Obese men can double their sperm count
Men all throughout the globe are experiencing declining semen quality, which is commonly referred to as an outright fertility crisis.
However, there may be some good news for some of the males who are having difficulties.
Researchers from the University of Copenhagen and Hvidovre Hospital reveal in a new clinical study that men who lose weight improve their sperm quality – if they keep the weight off.
“It was surprising to us that such a big improvement can be shown in the semen quality in connection with a weight loss. And as 18 percent of Danes have obesity, this new knowledge may actually make a difference,” says Professor Signe Torekov who headed the study together with Professor Romain Barres at the Novo Nordisk Foundation Center for Basic Metabolic Research.
The new results may be excellent news for fertility since a correlation between increased sperm count and faster pregnancy attainment has already been shown.
The study was published in the prestigious journal Human Reproduction, which is highly ranked in the area of fertility research. A total of 56 obese males aged 18-65 years with a BMI between 32 and 43 took part in the study.

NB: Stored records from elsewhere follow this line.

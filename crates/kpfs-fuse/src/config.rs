//! Mount configuration for the FUSE filesystem.

use std::time::Duration;

/// Default time-to-live for attributes and entries handed to the kernel.
///
/// The database is loaded once and never changes while mounted, so the
/// kernel may cache for a long time.
pub const DEFAULT_ATTR_TTL: Duration = Duration::from_secs(60);

/// Filesystem subtype shown in the mount table (`fuse.keepass`).
pub const FS_SUBTYPE: &str = "keepass";

/// Configuration options for the FUSE filesystem.
#[derive(Debug, Clone)]
pub struct MountConfig {
    /// Time-to-live for attributes and lookups returned to the kernel.
    ///
    /// Default: 60 seconds.
    pub attr_ttl: Duration,

    /// Source name shown in the mount table.
    ///
    /// Default: the mount point path.
    pub fs_name: Option<String>,

    /// Allow users other than the mounting user to access the filesystem.
    ///
    /// Requires `user_allow_other` in `/etc/fuse.conf`. Default: false.
    pub allow_other: bool,

    /// Unmount automatically when the process exits. Default: true.
    pub auto_unmount: bool,
}

impl Default for MountConfig {
    fn default() -> Self {
        Self {
            attr_ttl: DEFAULT_ATTR_TTL,
            fs_name: None,
            allow_other: false,
            auto_unmount: true,
        }
    }
}

impl MountConfig {
    /// Sets the cache TTL for attributes and lookups.
    #[must_use]
    pub fn attr_ttl(mut self, ttl: Duration) -> Self {
        self.attr_ttl = ttl;
        self
    }

    /// Sets the source name shown in the mount table.
    #[must_use]
    pub fn fs_name(mut self, name: impl Into<String>) -> Self {
        self.fs_name = Some(name.into());
        self
    }

    #[must_use]
    pub fn allow_other(mut self, allow: bool) -> Self {
        self.allow_other = allow;
        self
    }

    #[must_use]
    pub fn auto_unmount(mut self, enabled: bool) -> Self {
        self.auto_unmount = enabled;
        self
    }
}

Sustained weight loss is necessary
Signe Torekov explains that it has long been known that obesity is associated with reduced semen quality. Previous studies have also suggested a link between weight loss and increased semen quality, but these studies have had so few participants or such modest weight loss that it has been difficult to draw conclusions from them, she explains.

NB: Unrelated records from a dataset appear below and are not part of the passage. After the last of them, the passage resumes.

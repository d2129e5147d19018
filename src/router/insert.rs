//! Route registration: edge splitting, child insertion and conflict checks.
//!
//! Not thread safe. A tree is only mutated through [`super::RouterBuilder`],
//! which is consumed before any lookup can run.

use std::fmt;
use std::mem;

use super::error::{Result, RouteError};
use super::node::{
    find_wildcard, longest_common_prefix, lossy, HandlerChain, Node, NodeId, NodeKind, Tree,
    CATCH_ALL_PREFIX, PARAM_PREFIX, ROOT, SEPARATOR,
};

/// Shape of a validated path template.
#[derive(Debug, Clone, Copy, PartialEq, Eq)]
pub(crate) struct TemplateStats {
    /// Number of `:name` and `*name` segments.
    pub(crate) params: usize,
    /// Number of separators, an upper bound on backtracking depth.
    pub(crate) sections: usize,
}

/// Checks everything about `path` that does not depend on the existing tree.
///
/// Runs before insertion so a malformed template never touches the tree.
pub(crate) fn validate_template(path: &str) -> Result<TemplateStats> {
    let bytes = path.as_bytes();
    if bytes.first() != Some(&SEPARATOR) {
        return Err(RouteError::MissingLeadingSlash {
            path: path.to_owned(),
        });
    }

    let mut params = 0;
    let mut offset = 0;
    while let Some(wildcard) = find_wildcard(&bytes[offset..]) {
        if !wildcard.valid {
            return Err(RouteError::MultipleWildcards {
                wildcard: lossy(wildcard.segment),
                path: path.to_owned(),
            });
        }
        if wildcard.segment.len() < 2 {
            return Err(RouteError::UnnamedWildcard {
                path: path.to_owned(),
            });
        }

        let start = offset + wildcard.start;
        if wildcard.is_catch_all() {
            if start + wildcard.segment.len() != bytes.len() {
                return Err(RouteError::MisplacedCatchAll {
                    path: path.to_owned(),
                });
            }
            if bytes[start - 1] != SEPARATOR {
                return Err(RouteError::MalformedCatchAll {
                    path: path.to_owned(),
                });
            }
        }

        params += 1;
        offset = start + wildcard.segment.len();
    }

    Ok(TemplateStats {
        params,
        sections: bytes.iter().filter(|&&b| b == SEPARATOR).count(),
    })
}

impl<H: fmt::Debug> Tree<H> {
    /// Registers `handlers` for the template `full_path`.
    ///
    /// `method` is only used to describe a duplicate registration.
    pub(crate) fn add_route(
        &mut self,
        method: &str,
        full_path: &str,
        handlers: HandlerChain<H>,
    ) -> Result<()> {
        self.node_mut(ROOT).priority += 1;

        if self.is_empty() {
            self.insert_child(ROOT, full_path.as_bytes(), full_path, handlers)?;
            self.node_mut(ROOT).kind = NodeKind::Root;
            return Ok(());
        }

        let full = full_path.as_bytes();
        let mut path = full;
        let mut parent_full_path_index = 0;
        let mut n = ROOT;

        loop {
            let i = longest_common_prefix(path, &self.node(n).path);

            if i < self.node(n).path.len() {
                let end = (parent_full_path_index + i).min(full.len());
                self.split_edge(n, i, lossy(&full[..end]));
            }

            if i < path.len() {
                path = &path[i..];
                let c = path[0];

                let (kind, node_path_len, single_child, static_pos, wildcard) = {
                    let node = self.node(n);
                    let single_child = match node.children.as_slice() {
                        [only] => Some(*only),
                        _ => None,
                    };
                    (
                        node.kind,
                        node.path.len(),
                        single_child,
                        node.indices.iter().position(|&b| b == c),
                        node.wildcard_child(),
                    )
                };

                // '/' after a param continues into the param's only child
                if kind == NodeKind::Param && c == SEPARATOR {
                    if let Some(child) = single_child {
                        parent_full_path_index += node_path_len;
                        n = child;
                        self.node_mut(n).priority += 1;
                        continue;
                    }
                }

                if let Some(pos) = static_pos {
                    parent_full_path_index += node_path_len;
                    let pos = self.increment_child_prio(n, pos);
                    n = self.node(n).children[pos];
                    continue;
                }

                if c != PARAM_PREFIX && c != CATCH_ALL_PREFIX && kind != NodeKind::CatchAll {
                    self.node_mut(n).indices.push(c);
                    let child = self.alloc(Node::new(NodeKind::Static, full_path));
                    self.add_child(n, child);
                    let last = self.node(n).indices.len() - 1;
                    self.increment_child_prio(n, last);
                    n = child;
                } else if let Some(wild) = wildcard {
                    n = wild;
                    self.node_mut(n).priority += 1;

                    let node = self.node(n);
                    let np = node.path.as_slice();
                    if path.starts_with(np)
                        && node.kind != NodeKind::CatchAll
                        // longer names like `:name` vs `:names` must not merge
                        && (np.len() >= path.len() || path[np.len()] == SEPARATOR)
                    {
                        continue;
                    }

                    return Err(self.wildcard_conflict(n, path, full_path));
                }

                return self.insert_child(n, path, full_path, handlers);
            }

            let node = self.node_mut(n);
            if let Some(existing) = &node.handlers {
                return Err(RouteError::DuplicateRoute {
                    method: method.to_owned(),
                    path: full_path.to_owned(),
                    existing: format!("{existing:?}"),
                });
            }
            node.handlers = Some(handlers);
            node.full_path = full_path.to_owned();
            return Ok(());
        }
    }

    /// Splits `n` after its first `i` path bytes. The suffix moves into a new
    /// static child that inherits every child, index and handler of `n`.
    fn split_edge(&mut self, n: NodeId, i: usize, full_prefix: String) {
        let node = self.node_mut(n);
        let suffix = node.path.split_off(i);
        let first = suffix[0];
        let child = Node {
            path: suffix,
            kind: NodeKind::Static,
            indices: mem::take(&mut node.indices),
            wild_child: mem::replace(&mut node.wild_child, false),
            priority: node.priority.saturating_sub(1),
            children: mem::take(&mut node.children),
            handlers: node.handlers.take(),
            full_path: mem::replace(&mut node.full_path, full_prefix),
            key: None,
        };

        let child = self.alloc(child);
        let node = self.node_mut(n);
        node.children.push(child);
        node.indices.push(first);
    }

    /// Builds the wildcard conflict error for a new template whose remaining
    /// `path` cannot share the existing wildcard node `wild`.
    fn wildcard_conflict(&self, wild: NodeId, path: &[u8], full_path: &str) -> RouteError {
        let node = self.node(wild);
        let segment = if node.kind == NodeKind::CatchAll {
            path
        } else {
            path.split(|&b| b == SEPARATOR).next().unwrap_or(path)
        };
        let consumed = full_path.len() - path.len();
        let mut prefix = lossy(&full_path.as_bytes()[..consumed]);
        prefix.push_str(&lossy(&node.path));

        RouteError::WildcardConflict {
            segment: lossy(segment),
            path: full_path.to_owned(),
            wildcard: lossy(&node.path),
            prefix,
        }
    }

    /// Writes the remaining template `path` below `n`, creating param and
    /// catch-all nodes for every wildcard it contains.
    fn insert_child(
        &mut self,
        mut n: NodeId,
        mut path: &[u8],
        full_path: &str,
        handlers: HandlerChain<H>,
    ) -> Result<()> {
        while let Some(wildcard) = find_wildcard(path) {
            if !wildcard.valid {
                return Err(RouteError::MultipleWildcards {
                    wildcard: lossy(wildcard.segment),
                    path: full_path.to_owned(),
                });
            }
            if wildcard.segment.len() < 2 {
                return Err(RouteError::UnnamedWildcard {
                    path: full_path.to_owned(),
                });
            }
            let i = wildcard.start;

            if !wildcard.is_catch_all() {
                if i > 0 {
                    self.node_mut(n).path = path[..i].to_vec();
                    path = &path[i..];
                }

                let mut param = Node::new(NodeKind::Param, full_path);
                param.path = wildcard.segment.to_vec();
                param.key = Some(wildcard.key());
                let param = self.alloc(param);
                self.add_child(n, param);
                self.node_mut(n).wild_child = true;
                n = param;
                self.node_mut(n).priority += 1;

                // more template follows: it starts with '/' and goes in a fresh static child
                if wildcard.segment.len() < path.len() {
                    path = &path[wildcard.segment.len()..];
                    let mut child = Node::new(NodeKind::Static, full_path);
                    child.priority = 1;
                    let child = self.alloc(child);
                    self.add_child(n, child);
                    n = child;
                    continue;
                }

                self.node_mut(n).handlers = Some(handlers);
                return Ok(());
            }

            if i + wildcard.segment.len() != path.len() {
                return Err(RouteError::MisplacedCatchAll {
                    path: full_path.to_owned(),
                });
            }

            let node = self.node(n);
            if node.path.last() == Some(&SEPARATOR) {
                let segment = node
                    .children
                    .first()
                    .map(|&c| {
                        let child_path = &self.node(c).path;
                        lossy(child_path.split(|&b| b == SEPARATOR).next().unwrap_or_default())
                    })
                    .unwrap_or_default();
                let mut prefix = lossy(&node.path);
                prefix.push_str(&segment);
                return Err(RouteError::CatchAllConflict {
                    wildcard: lossy(path),
                    path: full_path.to_owned(),
                    segment,
                    prefix,
                });
            }

            if i == 0 || path[i - 1] != SEPARATOR {
                return Err(RouteError::MalformedCatchAll {
                    path: full_path.to_owned(),
                });
            }
            let i = i - 1;
            self.node_mut(n).path = path[..i].to_vec();

            // first node: empty-path marker holding the catch-all as its wildcard child
            let mut marker = Node::new(NodeKind::CatchAll, full_path);
            marker.wild_child = true;
            let marker = self.alloc(marker);
            self.add_child(n, marker);
            self.node_mut(n).indices = vec![SEPARATOR];
            n = marker;
            self.node_mut(n).priority += 1;

            // second node: the variable itself, path "/*name"
            let mut leaf = Node::new(NodeKind::CatchAll, full_path);
            leaf.path = path[i..].to_vec();
            leaf.key = Some(wildcard.key());
            leaf.handlers = Some(handlers);
            leaf.priority = 1;
            let leaf = self.alloc(leaf);
            self.node_mut(n).children = vec![leaf];
            return Ok(());
        }

        let node = self.node_mut(n);
        node.path = path.to_vec();
        node.handlers = Some(handlers);
        node.full_path = full_path.to_owned();
        Ok(())
    }
}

“But now we are ready to do just that. This is the first long-term randomized study, where we have shown that semen quality in men with obesity improves with a sustained weight loss,” says Signe Torekov at the Department of Biomedical Sciences.
“The men lost an average of 16.5 kg which increased the sperm concentration by 50 percent and the sperm count by 40 percent eight weeks after the weight loss. During the 52 weeks, the trial lasted following the weight loss, the men maintained the improved semen quality. But only the men who maintained the weight loss: after a year, these men had twice as many sperm cells as before their weight loss. The men who regained weight lost the improvements in semen quality,” she explains.
Part of a larger study
The study is a sub-study of a major publication on weight loss, which was published in the New England Journal of Medicine in May 2021. A total of 215 Danes with obesity participated in the larger study. It was among these participants that 56 of the men also provided semen samples to investigate whether semen quality and weight loss could be related.

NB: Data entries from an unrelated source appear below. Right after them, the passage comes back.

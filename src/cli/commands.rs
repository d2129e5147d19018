use anyhow::{Context, Result};
use clap::{Parser, Subcommand};
use http::Method;
use std::io::{self, Write};
use std::path::{Path, PathBuf};

use crate::config::RouterConfig;
use crate::manifest::load_manifest;
use crate::router::{Resolution, Router};

/// Command-line interface for routetree
///
/// Loads a route manifest, builds the radix trees and reports on them.
#[derive(Parser)]
#[command(name = "routetree")]
#[command(about = "Inspect and exercise radix tree route tables", long_about = None)]
pub struct Cli {
    /// The subcommand to execute
    #[command(subcommand)]
    pub command: Commands,
}

/// Available CLI commands
#[derive(Subcommand)]
pub enum Commands {
    /// Build the route table and report the first registration error
    Check {
        /// Route manifest (YAML or JSON)
        #[arg(short, long, env = "ROUTETREE_ROUTES")]
        routes: PathBuf,
    },
    /// Print every registered route with its handler chain
    Routes {
        /// Route manifest (YAML or JSON)
        #[arg(short, long, env = "ROUTETREE_ROUTES")]
        routes: PathBuf,
    },
    /// Resolve request paths against the route table
    Match {
        /// Route manifest (YAML or JSON)
        #[arg(short, long, env = "ROUTETREE_ROUTES")]
        routes: PathBuf,

        /// HTTP method of the simulated requests
        #[arg(short, long, default_value = "GET")]
        method: String,

        /// Redirect to the case-corrected path when nothing matches
        #[arg(long, default_value_t = false)]
        fixed_path: bool,

        /// Answer 405 instead of 404 when another method matches
        #[arg(long, default_value_t = false)]
        method_not_allowed: bool,

        /// Request paths to resolve
        #[arg(required = true)]
        paths: Vec<String>,
    },
}

/// Parse arguments from the process and run the selected command, writing
/// to stdout.
///
/// # Errors
///
/// Propagates manifest, registration and I/O failures.
pub fn run_cli() -> Result<()> {
    let cli = Cli::parse();
    let stdout = io::stdout();
    execute(&cli, &mut stdout.lock())
}

/// Run `cli`, writing the command output to `out`.
///
/// # Errors
///
/// Propagates manifest, registration and I/O failures.
pub fn execute(cli: &Cli, out: &mut impl Write) -> Result<()> {
    match &cli.command {
        Commands::Check { routes } => {
            let router = build_router(routes, RouterConfig::from_env())?;
            writeln!(
                out,
                "ok: {} routes across {} methods",
                router.routes().len(),
                router.methods().count()
            )?;
        }
        Commands::Routes { routes } => {
            let router = build_router(routes, RouterConfig::from_env())?;
            for route in router.routes() {
                let handlers = router
                    .registered(&route.method, &route.path)
                    .map(|chain| chain.join(", "))
                    .unwrap_or_default();
                writeln!(out, "{route} -> {handlers}")?;
            }
        }
        Commands::Match {
            routes,
            method,
            fixed_path,
            method_not_allowed,
            paths,
        } => {
            let mut config = RouterConfig::from_env();
            config.redirect_fixed_path |= *fixed_path;
            config.handle_method_not_allowed |= *method_not_allowed;
            let router = build_router(routes, config)?;
            let method = parse_method(method)?;

            let mut params = router.new_params();
            let mut skipped = router.new_skip_stack();
            for path in paths {
                let resolution = router.resolve(&method, path, &mut params, &mut skipped);
                let status = resolution.status().as_u16();
                match resolution {
                    Resolution::Found {
                        handlers,
                        full_path,
                    } => {
                        write!(
                            out,
                            "{status} {method} {path} -> {full_path} [{}]",
                            handlers.join(", ")
                        )?;
                        for param in &params {
                            write!(out, " {}={}", param.key, param.value)?;
                        }
                        writeln!(out)?;
                    }
                    Resolution::Redirect { location, .. } => {
                        writeln!(out, "{status} {method} {path} -> {location}")?;
                    }
                    Resolution::MethodNotAllowed { allowed } => {
                        let allowed: Vec<&str> = allowed.iter().map(Method::as_str).collect();
                        writeln!(out, "{status} {method} {path} -> Allow: {}", allowed.join(", "))?;
                    }
                    Resolution::NotFound {
                        handlers: Some(handlers),
                    } => {
                        writeln!(out, "{status} {method} {path} -> [{}]", handlers.join(", "))?;
                    }
                    Resolution::NotFound { handlers: None } => {
                        writeln!(out, "{status} {method} {path}")?;
                    }
                }
            }
        }
    }
    Ok(())
}

fn build_router(routes: &Path, config: RouterConfig) -> Result<Router<String>> {
    let file_path = routes
        .to_str()
        .with_context(|| format!("Manifest path is not valid UTF-8: {}", routes.display()))?;
    load_manifest(file_path)?.into_router(config)
}

fn parse_method(method: &str) -> Result<Method> {
    Method::from_bytes(method.to_ascii_uppercase().as_bytes())
        .with_context(|| format!("Invalid HTTP method: {method}"))
}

In the trial, all participants first followed an eight-week regimen with a low-calorie diet, resulting in weight loss. Then the participants were randomly divided into four groups.
Two of the groups received placebo medication, while the other two groups received obesity medication. Among the two placebo groups, one group had to follow an exercise program where each week, they had to do a minimum of 150 minutes of moderate physical training or 75 minutes of hard training – or a combination.
The other group did not change their usual level of physical activity. The two groups that received obesity medication were divided in the same way, into a group with and a group without an exercise program.
After a year, it was shown that the group that only exercised and did not receive medication, as well as the group that only received obesity medication and did not exercise, maintained a weight loss of 13 kg. The group that both received obesity medication and exercised lost additional weight and improved health. The placebo group – those who thought they were given medication but did not exercise – had regained half of the weight loss with aggravation of many of the risk factors related to the development of type 2 diabetes and cardiovascular disease.
Reference: “Sperm count is increased by diet-induced weight loss and maintained by exercise or GLP-1 analogue treatment: a randomized controlled trial” by Emil Andersen, Christian R Juhl, Emma T Kjøller, Julie R Lundgren, Charlotte Janus, Yasmin Dehestani, Marte Saupstad, Lars R Ingerslev, Olivia M Duun, Simon B K Jensen, Jens J Holst, Bente M Stallknecht, Sten Madsbad, Signe S Torekov and Romain Barrès, 17 May 2022, Human Reproduction.